Annem akış ve uydu radyoya geçti. Babam geceleri uykuya daldığında hala eski iPod’unu dinliyor. Akü yıllarca şarj tutmadı. Bir prize takılı kalır.

Salı günü babam, bugünlerde tıngırdattığı eski bir El Degas Red Sunburst modeli olan gitarıyla o gece birkaç Lightfoot şarkısı çalacağını söyledi.

Bana bir tane çal, dedim.

Lightfoot’un – bu hafta yayınlanan çalma listelerinde övülen – hitleri tarif edilemeyecek kadar iyi ve zamansız, ancak daha sık gittiğim yer onun daha derin kurguları. İşte bu hafta gerçekten takdir ettiğim 26 şarkı.


Bu haftaki Trans Canada bölümü, Toronto merkezli muhabir araştırmacı Vjosa Isai tarafından derlendi.


  • Toronto Üniversitesi’nde bilgisayar bilimi profesörü olan ve genellikle “AI’nın vaftiz babası” olarak anılan Geoffrey Hinton, teknolojinin tehlikelerini uyaran ve büyüyen bir eleştirmenler korosuna katılmak için Google’daki işinden ayrıldığını söyledi. (Üye olmadan makaleyi okumak için bu hediye bağlantısını kullanın.)

  • The Times, Cumartesi günü Kral III. Charles’ın taç giyme törenini canlı yayınlayacak. Londra’da rapor. Kral, Kanada’nın devlet başkanıdır, ancak diğer bazı İngiliz Milletler Topluluğu ülkelerinde olduğu gibi, ülkedeki taca verilen destek azalmaktadır.


  • Federal kamu sektörü çalışanlarını temsil eden bir sendika, Perşembe günü grevini tamamen sona erdirmeyi kabul etti.


  • Yellowjackets’te Shauna’nın ergenlik çağındaki halini oynayan Kanadalı aktris Sophie Nélisse, zorlu performansı hakkında The Times’a konuştu. Uyarı: Yazı spoiler içermektedir.


  • Kuzey Işıkları avcıları önümüzdeki iki yıl boyunca normalden daha meşgul olabilir.


  • Nova Scotia yönetmeni Ashley McKenzie’nin Cape Breton imzalı yeni filmi Qing Hanedanlığının Kraliçeleri, NYT eleştirmenlerinin tercihi oldu.


  • Resimleri New Yorker’ın kapaklarında yer alan Simcoe, Ontario doğumlu hiciv sanatçısı Bruce McCall öldü. 87 yaşındaydı.


  • Kanadalı fotoğrafçı Edward Burtynsky, kıtanın Sahra altı bölgesine odaklanan Afrika Çalışmaları adlı yeni bir kitap yayınladı.

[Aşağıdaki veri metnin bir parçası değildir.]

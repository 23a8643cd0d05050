use anyhow::Context;
use axum::{
    Router,
    body::Bytes,
    http::{HeaderValue, StatusCode, header},
    response::{IntoResponse, Response},
    routing::{get, post},
};
use clap::{Args, Parser, Subcommand, ValueEnum};
use serde::{Deserialize, Serialize};
use std::net::SocketAddr;
use std::path::{Path, PathBuf};
use tokio::net::TcpListener;

use crate::core::{
    MAX_PROJECTION_AGE, ProjectionResult, ProjectionSummary, RetirementData, StrategyComparison,
    WithdrawalStrategy, calculate_projection_at, compare_strategies, parse_birth_year, summarize,
};

const EARLIEST_AS_OF_YEAR: i32 = 1900;
const LATEST_AS_OF_YEAR: i32 = 2200;

#[derive(Debug, thiserror::Error)]
pub enum RequestError {
    #[error("invalid JSON payload: {0}")]
    InvalidJson(#[from] serde_json::Error),
    #[error("invalid {field}: '{value}' is not a YYYY-MM-DD date")]
    InvalidDate { field: &'static str, value: String },
    #[error("{0}")]
    UnknownStrategy(String),
    #[error("invalid {field}: {reason}")]
    InvalidParameter { field: &'static str, reason: String },
}

impl RequestError {
    fn status(&self) -> StatusCode {
        StatusCode::BAD_REQUEST
    }
}

#[derive(Copy, Clone, Debug, Eq, PartialEq, ValueEnum)]
enum CliStrategy {
    Balanced,
    LowestGrowthFirst,
    TaxOptimized,
}

impl From<CliStrategy> for WithdrawalStrategy {
    fn from(value: CliStrategy) -> Self {
        match value {
            CliStrategy::Balanced => WithdrawalStrategy::Balanced,
            CliStrategy::LowestGrowthFirst => WithdrawalStrategy::LowestGrowthFirst,
            CliStrategy::TaxOptimized => WithdrawalStrategy::TaxOptimized,
        }
    }
}

#[derive(Parser, Debug)]
#[command(
    name = "drawdown",
    about = "UK household retirement projection (pensions, ISAs, Bed and ISA, tax-aware drawdown)"
)]
pub struct Cli {
    #[command(subcommand)]
    command: Command,
}

#[derive(Subcommand, Debug)]
enum Command {
    #[command(about = "Serve the JSON API")]
    Serve {
        #[arg(long, env = "DRAWDOWN_PORT", default_value_t = 8080)]
        port: u16,
    },
    #[command(about = "Project one strategy and print the result as JSON")]
    Project {
        #[command(flatten)]
        run: RunArgs,
        #[arg(long, value_enum, default_value_t = CliStrategy::Balanced)]
        strategy: CliStrategy,
    },
    #[command(about = "Project every strategy and print the comparison as JSON")]
    Compare {
        #[command(flatten)]
        run: RunArgs,
    },
}

#[derive(Args, Debug)]
struct RunArgs {
    #[arg(long, help = "Household record JSON file")]
    input: PathBuf,
    #[arg(long, help = "Stop after this many years (default: run to age 100)")]
    max_years: Option<u32>,
    #[arg(long, help = "Calendar year treated as now (default: this year)")]
    as_of_year: Option<i32>,
}

#[derive(Debug, Deserialize)]
#[serde(rename_all = "camelCase")]
struct ProjectionRequest {
    data: RetirementData,
    #[serde(default)]
    strategy: Option<String>,
    #[serde(default)]
    max_years: Option<u32>,
    #[serde(default)]
    as_of_year: Option<i32>,
}

#[derive(Debug, Deserialize)]
#[serde(rename_all = "camelCase")]
struct CompareRequest {
    data: RetirementData,
    #[serde(default)]
    max_years: Option<u32>,
    #[serde(default)]
    as_of_year: Option<i32>,
}

#[derive(Debug, Serialize)]
#[serde(rename_all = "camelCase")]
struct ProjectionResponse {
    strategy: WithdrawalStrategy,
    summary: ProjectionSummary,
    projection: ProjectionResult,
}

#[derive(Debug, Serialize)]
struct ErrorResponse {
    error: String,
}

#[derive(Debug, Serialize)]
struct HealthResponse {
    status: &'static str,
}

pub async fn run(cli: Cli) -> anyhow::Result<()> {
    match cli.command {
        Command::Serve { port } => run_http_server(port)
            .await
            .with_context(|| format!("HTTP server on port {port} failed")),
        Command::Project { run, strategy } => {
            let data = load_household(&run.input)?;
            let response = build_projection_response(
                &data,
                strategy.into(),
                run.max_years,
                resolve_as_of_year(run.as_of_year)?,
            );
            println!("{}", serde_json::to_string_pretty(&response)?);
            Ok(())
        }
        Command::Compare { run } => {
            let data = load_household(&run.input)?;
            let as_of_year = resolve_as_of_year(run.as_of_year)?;
            let comparisons = compare_strategies(&data, run.max_years, as_of_year);
            println!("{}", serde_json::to_string_pretty(&comparisons)?);
            Ok(())
        }
    }
}

fn load_household(path: &Path) -> anyhow::Result<RetirementData> {
    let raw = std::fs::read_to_string(path)
        .with_context(|| format!("failed to read {}", path.display()))?;
    let data: RetirementData = serde_json::from_str(&raw)
        .with_context(|| format!("failed to parse household JSON in {}", path.display()))?;
    validate_household(&data)?;
    Ok(data)
}

pub async fn run_http_server(port: u16) -> std::io::Result<()> {
    let addr = SocketAddr::from(([0, 0, 0, 0], port));
    let app = Router::new()
        .route("/health", get(health_handler))
        .route("/api/projection", post(projection_handler))
        .route("/api/compare", post(compare_handler))
        .fallback(not_found_handler);

    let listener = TcpListener::bind(addr).await?;
    log::info!("drawdown API listening on http://{addr}");
    log::info!("local access: http://127.0.0.1:{port}/health");

    axum::serve(listener, app).await
}

async fn health_handler() -> Response {
    json_response(StatusCode::OK, HealthResponse { status: "ok" })
}

async fn not_found_handler() -> Response {
    error_response(StatusCode::NOT_FOUND, "Not found")
}

async fn projection_handler(body: Bytes) -> Response {
    match projection_from_body(&body) {
        Ok(response) => json_response(StatusCode::OK, response),
        Err(err) => request_error_response(&err),
    }
}

async fn compare_handler(body: Bytes) -> Response {
    match comparison_from_body(&body) {
        Ok(comparisons) => json_response(StatusCode::OK, comparisons),
        Err(err) => request_error_response(&err),
    }
}

fn projection_from_body(body: &[u8]) -> Result<ProjectionResponse, RequestError> {
    let request: ProjectionRequest = serde_json::from_slice(body)?;
    validate_household(&request.data)?;
    let strategy = resolve_strategy(request.strategy.as_deref())?;
    let as_of_year = resolve_as_of_year(request.as_of_year)?;
    Ok(build_projection_response(
        &request.data,
        strategy,
        request.max_years,
        as_of_year,
    ))
}

fn comparison_from_body(body: &[u8]) -> Result<Vec<StrategyComparison>, RequestError> {
    let request: CompareRequest = serde_json::from_slice(body)?;
    validate_household(&request.data)?;
    let as_of_year = resolve_as_of_year(request.as_of_year)?;
    Ok(compare_strategies(
        &request.data,
        request.max_years,
        as_of_year,
    ))
}

fn build_projection_response(
    data: &RetirementData,
    strategy: WithdrawalStrategy,
    max_years: Option<u32>,
    as_of_year: i32,
) -> ProjectionResponse {
    let projection = calculate_projection_at(data, max_years, strategy, as_of_year);
    ProjectionResponse {
        strategy,
        summary: summarize(&projection, data),
        projection,
    }
}

fn resolve_strategy(name: Option<&str>) -> Result<WithdrawalStrategy, RequestError> {
    match name {
        None => Ok(WithdrawalStrategy::default()),
        Some(name) => name.parse().map_err(RequestError::UnknownStrategy),
    }
}
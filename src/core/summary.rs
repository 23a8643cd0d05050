use rayon::prelude::*;

use super::engine::calculate_projection_at;
use super::types::{
    Outlook, ProjectionResult, ProjectionSummary, RetirementData, StrategyComparison,
    WithdrawalStrategy,
};

pub const SUSTAINABLE_YEARS: i32 = 30;
pub const WARNING_YEARS: i32 = 15;

pub fn summarize(result: &ProjectionResult, data: &RetirementData) -> ProjectionSummary {
    let retirement_age = data.personal.retirement_age;
    let first_year = result.yearly_data.first().map(|d| d.year);
    let assets_at_retirement = result
        .yearly_data
        .iter()
        .find(|d| d.age >= retirement_age)
        .map_or(0.0, |d| d.assets);

    let runs_out_at = (result.runs_out_at != 0).then_some(result.runs_out_at);
    let runs_out_at_age = runs_out_at.and_then(|year| {
        result
            .yearly_data
            .iter()
            .find(|d| d.year == year)
            .map(|d| d.age)
    });
    let years_remaining = runs_out_at.zip(first_year).map(|(end, start)| end - start);

    ProjectionSummary {
        current_assets: result.current_assets,
        assets_at_retirement,
        runs_out_at,
        runs_out_at_age,
        years_remaining,
        outlook: outlook_for(years_remaining),
    }
}

fn outlook_for(years_remaining: Option<i32>) -> Outlook {
    match years_remaining {
        None => Outlook::Sustainable,
        Some(years) if years > SUSTAINABLE_YEARS => Outlook::Sustainable,
        Some(years) if years > WARNING_YEARS => Outlook::Warning,
        Some(_) => Outlook::Danger,
    }
}

pub fn compare_strategies(
    data: &RetirementData,
    max_years: Option<u32>,
    current_year: i32,
) -> Vec<StrategyComparison> {
    WithdrawalStrategy::ALL
        .par_iter()
        .map(|&strategy| {
            let result = calculate_projection_at(data, max_years, strategy, current_year);
            StrategyComparison {
                strategy,
                summary: summarize(&result, data),
                result,
            }
        })
        .collect()
}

  • David Waldstein, Boston Bruins’in pivotu Patrice Bergeron’un 19 yıllık muhteşem kariyerini hayranlarına ağlayarak veda ederek noktaladığını yazıyor. Ama NHL’den emekli olacak mı?
Ancaster, Ontario doğumlu olan Shawna Richer, Toronto’da yaşıyor ve Haber’ın spor editör yardımcısı. Kanada’da 25 yılı aşkın bir süre spor yazarı olarak çalıştı ve The Kid: A Season With Sidney Crosby and the New NHL’nin yazarıdır.


Nasıl yapıyoruz?
Bu haber bülteni ve genel olarak Kanada’daki olaylar hakkındaki düşüncelerinizi duymak isteriz. Lütfen bunları nytcanada@Haber adresine gönderin.

Bu e-postayı beğendiniz mi?
Arkadaşlarınıza iletin ve buradan kaydolabileceklerini bildirin.